- [Your goal]: Give back an exact copy of the lines below, from the first through the line with "pub fn affects_schedule(&self)"; please stop there.

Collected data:
________________________________________

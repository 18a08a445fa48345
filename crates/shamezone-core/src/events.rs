use serde::{Deserialize, Serialize};

use crate::clock::Timestamp;
use crate::settings::Tone;

/// Every state change in the goal store or settings produces an Event.
/// The scheduling orchestrator consumes them; display surfaces may poll them.
#[derive(Debug, Clone, PartialEq, Serialize, Deserialize)]
#[serde(tag = "type")]
pub enum Event {
    GoalAdded {
        goal_id: String,
        at: Timestamp,
    },
    ProgressLogged {
        goal_id: String,
        progress: f64,
        target: f64,
        at: Timestamp,
    },
    /// Emitted alongside `ProgressLogged` when that log reached the target.
    GoalCompleted {
        goal_id: String,
        at: Timestamp,
    },
    GoalArchived {
        goal_id: String,
        at: Timestamp,
    },
    GoalsCleared {
        count: usize,
        at: Timestamp,
    },
    /// Persisted goals were loaded into the store.
    GoalsReplaced {
        count: usize,
        at: Timestamp,
    },
    ToneChanged {
        tone: Tone,
        at: Timestamp,
    },
    ReminderTimeChanged {
        time: Option<String>,
        at: Timestamp,
    },
    TestModeChanged {
        enabled: bool,
        at: Timestamp,
    },
}

impl Event {
    /// Whether this change can alter the reminder schedule.
    pub fn affects_schedule(&self) -> bool {
        !matches!(self, Event::TestModeChanged { .. })
    }
}
//! Shared wiring for commands that touch app state.

use std::error::Error;
use std::rc::Rc;

use serde::Serialize;
use shamezone_core::{Config, Database, Session};
use tracing::warn;

pub type CliSession = Session<Rc<Database>, Rc<Database>>;

/// Open the session on the on-disk database. One connection backs both the
/// persisted state and the reminder queue.
pub fn open_session() -> Result<CliSession, Box<dyn Error>> {
    let config = Config::load()?;
    let db = Rc::new(Database::open()?);
    let clock = Rc::new(config.clock.clock());
    Ok(Session::open(clock, Rc::clone(&db), db, &config, None)?)
}

/// Bring the reminder queue in line with whatever the command changed.
///
/// A failed rebuild is reported but does not fail the command; the state
/// change itself is already saved.
pub fn sync_reminders(session: &mut CliSession) {
    if let Err(e) = session.reschedule_if_needed() {
        warn!(error = %e, "reminders not updated");
        eprintln!("warning: reminders not updated: {e}");
    }
}

pub fn print_json<T: Serialize + ?Sized>(value: &T) -> Result<(), Box<dyn Error>> {
    println!("{}", serde_json::to_string_pretty(value)?);
    Ok(())
}
//! What the user sees right after logging, and per-goal display badges.

use chrono::{Duration, NaiveTime, Timelike};
use serde::{Deserialize, Serialize};

use crate::clock::Timestamp;
use crate::goals::Goal;
use crate::messages;
use crate::settings::Tone;

/// Result of a progress log as presented to the user.
#[derive(Debug, Clone, PartialEq, Eq, Serialize, Deserialize)]
#[serde(tag = "verdict", rename_all = "snake_case")]
pub enum LogVerdict {
    /// Target reached, and on time.
    Celebrate { goal_id: String },
    /// Logged outside the tone's window.
    Late { roast: String },
    /// Logged on time without finishing the goal.
    Logged,
    /// Nothing changed (already logged today, unknown goal, bad amount).
    Ignored,
}

#[derive(Debug, Clone, Copy, PartialEq, Eq, Serialize, Deserialize)]
#[serde(rename_all = "lowercase")]
pub enum GoalStatus {
    /// Target reached.
    Archive,
    /// Logged within the last 24 hours.
    Flame,
    /// Never logged, or gone cold.
    Ice,
}

/// Whether a log at `now` counts as on time for a goal due at `goal_time`.
///
/// soft allows one hour either side, tryMe four hours; nuclear only cares
/// that it is daytime.
pub fn is_on_time(now: &Timestamp, goal_time: NaiveTime, tone: Tone) -> bool {
    let window = match tone {
        Tone::Soft => Duration::hours(1),
        Tone::TryMe => Duration::hours(4),
        Tone::Nuclear => return (7..=23).contains(&now.hour()),
    };
    let due = now.date_naive().and_time(goal_time);
    let diff = now.naive_local() - due;
    diff <= window && diff >= -window
}

pub fn judge_log(goal_id: &str, completed: bool, on_time: bool, tone: Tone) -> LogVerdict {
    if completed && on_time {
        LogVerdict::Celebrate {
            goal_id: goal_id.to_string(),
        }
    } else if !on_time {
        LogVerdict::Late {
            roast: format!("Too little, too late.\n\n{}", messages::roast(tone)),
        }
    } else {
        LogVerdict::Logged
    }
}

pub fn goal_status(goal: &Goal, now: &Timestamp) -> GoalStatus {
    if goal.is_complete() {
        return GoalStatus::Archive;
    }
    match goal.last_logged {
        Some(last) if last > *now - Duration::days(1) => GoalStatus::Flame,
        _ => GoalStatus::Ice,
    }
}

/// Whole-number percentage, capped at 100.
pub fn progress_percentage(progress: f64, target: f64) -> u32 {
    if !target.is_finite() || target <= 0.0 || !progress.is_finite() {
        return 0;
    }
    (progress / target * 100.0).round().clamp(0.0, 100.0) as u32
}

/// `"{h}h {m}m"` until the deadline, or `"No deadline"`.
///
/// Both parts round toward negative infinity, so a deadline half an hour
/// past reads `"-1h -30m"`.
pub fn time_remaining(deadline: Option<&Timestamp>, now: &Timestamp) -> String {
    const HOUR_MS: i64 = 3_600_000;
    const MINUTE_MS: i64 = 60_000;
    match deadline {
        Some(deadline) => {
            let ms = (*deadline - *now).num_milliseconds();
            let hours = ms.div_euclid(HOUR_MS);
            let minutes = (ms % HOUR_MS).div_euclid(MINUTE_MS);
            format!("{hours}h {minutes}m")
        }
        None => "No deadline".to_string(),
    }
}

#[cfg(test)]
mod tests {
    use super::*;
    use crate::goals::GoalCategory;
    use chrono::{FixedOffset, TimeZone};

    fn at(h: u32, m: u32) -> Timestamp {
        FixedOffset::east_opt(0)
            .unwrap()
            .with_ymd_and_hms(2025, 6, 15, h, m, 0)
            .unwrap()
    }

    fn nine() -> NaiveTime {
        NaiveTime::from_hms_opt(9, 0, 0).unwrap()
    }

    #[test]
    fn soft_window_is_one_hour() {
        assert!(is_on_time(&at(9, 45), nine(), Tone::Soft));
        assert!(is_on_time(&at(8, 0), nine(), Tone::Soft));
        assert!(!is_on_time(&at(10, 1), nine(), Tone::Soft));
    }

    #[test]
    fn try_me_window_is_four_hours() {
        assert!(is_on_time(&at(12, 59), nine(), Tone::TryMe));
        assert!(!is_on_time(&at(13, 30), nine(), Tone::TryMe));
    }

    #[test]
    fn nuclear_only_checks_daytime() {
        assert!(is_on_time(&at(22, 0), nine(), Tone::Nuclear));
        assert!(is_on_time(&at(7, 0), nine(), Tone::Nuclear));
        assert!(!is_on_time(&at(3, 0), nine(), Tone::Nuclear));
    }

    #[test]
    fn verdicts() {
        assert_eq!(
            judge_log("g1", true, true, Tone::Soft),
            LogVerdict::Celebrate { goal_id: "g1".into() }
        );
        assert_eq!(judge_log("g1", false, true, Tone::Soft), LogVerdict::Logged);
        match judge_log("g1", true, false, Tone::Nuclear) {
            LogVerdict::Late { roast } => assert!(roast.contains("Pathetic")),
            other => panic!("unexpected verdict {other:?}"),
        }
    }

    #[test]
    fn status_badges() {
        let mut goal = Goal::new("Read", GoalCategory::Personal, 10.0, nine(), at(8, 0)).unwrap();
        let now = at(12, 0);
        assert_eq!(goal_status(&goal, &now), GoalStatus::Ice);

        goal.last_logged = Some(now - Duration::hours(12));
        assert_eq!(goal_status(&goal, &now), GoalStatus::Flame);

        goal.last_logged = Some(now - Duration::hours(36));
        assert_eq!(goal_status(&goal, &now), GoalStatus::Ice);

        goal.progress = 10.0;
        assert_eq!(goal_status(&goal, &now), GoalStatus::Archive);
    }

    #[test]
    fn percentage_is_rounded_and_capped() {
        assert_eq!(progress_percentage(1.0, 3.0), 33);
        assert_eq!(progress_percentage(2.0, 3.0), 67);
        assert_eq!(progress_percentage(5.0, 3.0), 100);
        assert_eq!(progress_percentage(1.0, 0.0), 0);
    }

    #[test]
    fn remaining_time_format() {
        let now = at(10, 0);
        let deadline = now + Duration::hours(26) + Duration::minutes(5);
        assert_eq!(time_remaining(Some(&deadline), &now), "26h 5m");
        assert_eq!(time_remaining(None, &now), "No deadline");
    }

    #[test]
    fn overdue_time_rounds_down() {
        let now = at(10, 0);
        let deadline = now - Duration::minutes(30);
        assert_eq!(time_remaining(Some(&deadline), &now), "-1h -30m");
        let deadline = now - Duration::hours(2) - Duration::minutes(15);
        assert_eq!(time_remaining(Some(&deadline), &now), "-3h -15m");
        let deadline = now + Duration::minutes(59) + Duration::seconds(30);
        assert_eq!(time_remaining(Some(&deadline), &now), "0h 59m");
    }
}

________________________________________

- [Expected answer]:
repository 18a08a445fa48345
filename crates/shamezone-core/src/events.rs
use serde::{Deserialize, Serialize};

use crate::clock::Timestamp;
use crate::settings::Tone;

/// Every state change in the goal store or settings produces an Event.
/// The scheduling orchestrator consumes them; display surfaces may poll them.
#[derive(Debug, Clone, PartialEq, Serialize, Deserialize)]
#[serde(tag = "type")]
pub enum Event {
    GoalAdded {
        goal_id: String,
        at: Timestamp,
    },
    ProgressLogged {
        goal_id: String,
        progress: f64,
        target: f64,
        at: Timestamp,
    },
    /// Emitted alongside `ProgressLogged` when that log reached the target.
    GoalCompleted {
        goal_id: String,
        at: Timestamp,
    },
    GoalArchived {
        goal_id: String,
        at: Timestamp,
    },
    GoalsCleared {
        count: usize,
        at: Timestamp,
    },
    /// Persisted goals were loaded into the store.
    GoalsReplaced {
        count: usize,
        at: Timestamp,
    },
    ToneChanged {
        tone: Tone,
        at: Timestamp,
    },
    ReminderTimeChanged {
        time: Option<String>,
        at: Timestamp,
    },
    TestModeChanged {
        enabled: bool,
        at: Timestamp,
    },
}

impl Event {
    /// Whether this change can alter the reminder schedule.
    pub fn affects_schedule(&self) -> bool {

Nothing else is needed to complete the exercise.